NOA I Jakarta – Oknum penyidik Polres Lampung Timur, IPDA Hendra Abdurahman, S.Sos, M.H., ditemukan telah memberikan informasi yang patut diduga sebagai keterangan bohong di Pengadilan Negeri Sukadana, Senin, 13 Juni 2022, kemarin. Sebagaimana diketahui, Hendra Abdurahman merupakan salah satu dari dua anggota polisi yang hadir sebagai saksi verbalisan atas perintah Ketua Majelis Hakim, Diah Astuti, S.H., M.H. untuk dimintai keterangan terkait sejumlah kejanggalan dan ketidaksesuaian antara isi BAP dengan kesaksian para saksi fakta, saksi korban, dan ahli, di persidangan.

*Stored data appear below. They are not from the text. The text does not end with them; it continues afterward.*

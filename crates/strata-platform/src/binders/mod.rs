//! Built-in binder strategies.
//!
//! Every function type can bind to every built-in capability:
//!
//! | Source                          | Capability    | Access                        |
//! |---------------------------------|---------------|-------------------------------|
//! | `lambda-api`, `lambda-worker`   | `db:postgres` | read, readwrite, admin        |
//! | `lambda-api`, `lambda-worker`   | `storage:s3`  | read, write, readwrite, admin |
//! | `lambda-api`, `lambda-worker`   | `queue:sqs`   | read, write, readwrite        |

use std::sync::Arc;

use serde_json::Value;
use strata_capabilities::{BinderRegistry, BindingContext, BindingResult};
use strata_core::AccessLevel;

mod postgres;
mod s3;
mod sqs;

pub use postgres::PostgresBinder;
pub use s3::S3Binder;
pub use sqs::SqsBinder;

/// Component types that can act as binding sources.
pub const FUNCTION_TYPES: &[&str] = &["lambda-api", "lambda-worker"];

/// Registry holding every built-in strategy.
///
/// # Errors
///
/// Returns an error if two built-in strategies share a key.
pub fn builtin_binders() -> BindingResult<BinderRegistry> {
    let mut registry = BinderRegistry::new();
    for &source_type in FUNCTION_TYPES {
        registry.register(Arc::new(PostgresBinder::new(source_type)))?;
        registry.register(Arc::new(S3Binder::new(source_type)))?;
        registry.register(Arc::new(SqsBinder::new(source_type)))?;
    }
    Ok(registry)
}

/// Least-privilege action set for `level`. `Admin` gets `admin` alone; the
/// other levels combine the read and write sets they grant.
pub(crate) fn actions_for(
    level: AccessLevel,
    read: &[&'static str],
    write: &[&'static str],
    admin: &[&'static str],
) -> Vec<&'static str> {
    if level == AccessLevel::Admin {
        return admin.to_vec();
    }
    let mut actions = Vec::new();
    if level.can_read() {
        actions.extend_from_slice(read);
    }
    if level.can_write() {
        actions.extend_from_slice(write);
    }
    actions
}

/// A boolean field of the target's capability data; absent means `false`.
pub(crate) fn data_flag(ctx: &BindingContext<'_>, field: &str) -> bool {
    ctx.capability_data
        .get(field)
        .and_then(Value::as_bool)
        .unwrap_or(false)
}

#[cfg(test)]
mod tests {
    use super::*;
    use crate::components::{DB_POSTGRES, QUEUE_SQS, STORAGE_S3};

    #[test]
    fn test_builtin_matrix() {
        let registry = builtin_binders().unwrap();
        assert_eq!(registry.len(), 6);
        for source in FUNCTION_TYPES {
            assert_eq!(
                registry.capabilities_for(source),
                vec![DB_POSTGRES, QUEUE_SQS, STORAGE_S3]
            );
        }
        assert!(registry.capabilities_for("rds-postgres").is_empty());
    }

    #[test]
    fn test_actions_for() {
        let read = ["r"];
        let write = ["w"];
        let admin = ["*"];
        assert_eq!(actions_for(AccessLevel::Read, &read, &write, &admin), vec!["r"]);
        assert_eq!(actions_for(AccessLevel::Write, &read, &write, &admin), vec!["w"]);
        assert_eq!(
            actions_for(AccessLevel::ReadWrite, &read, &write, &admin),
            vec!["r", "w"]
        );
        assert_eq!(actions_for(AccessLevel::Admin, &read, &write, &admin), vec!["*"]);
    }
}
//! The binder strategy trait.

use strata_core::AccessLevel;

use crate::binding::{BindingContext, CapabilityBindingResult};
use crate::error::BindingResult;

/// Binds components of one source type to one capability.
///
/// Strategies are registered once in a [`BinderRegistry`](crate::BinderRegistry)
/// under their `(source_type, capability)` key and never change afterwards.
pub trait BindingStrategy: Send + Sync {
    /// Component type of the binding (source) component.
    fn source_type(&self) -> &'static str;

    /// Capability key this strategy binds to.
    fn capability(&self) -> &'static str;

    /// Access levels this strategy accepts. All of them by default.
    fn supported_access(&self) -> &'static [AccessLevel] {
        &AccessLevel::ALL
    }

    /// Compute the access grant, injected variables and hardening.
    ///
    /// Called only with an access level from
    /// [`supported_access`](Self::supported_access).
    ///
    /// # Errors
    ///
    /// Returns an error if the target's capability data is incomplete.
    fn bind(&self, ctx: &BindingContext<'_>) -> BindingResult<CapabilityBindingResult>;
}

Dari pantauan langsung awak media di persidangan, kedua saksi verbalisan itu nyata-nyata telah memberikan keterangan dan/atau informasi yang tidak sesuai fakta maupun peraturan alias SOP yang berlaku.
Untungnya, Majelis Hakim terkesan kuat melindungi kedua oknum polisi itu sehingga keterangan yang mereka berikan terlihat sebagai sesuatu yang wajar dan bukan kebohongan serta dapat dimaklumi.
Menanggapi hal tersebut, Alumni PPRA-48 Lemhannas RI tahun 2012, Wilson Lalengke, S.Pd, M.Sc, MA, yang kebetulan didudukkan sebagai pesakitan dalam kasus perobohan papan bunga yang menyeret kedua penyidik itu sebagai saksi verbalisan di persidangan, mempertanyakan kinerja Divisi Propam Kepolisian Republik Indonesia.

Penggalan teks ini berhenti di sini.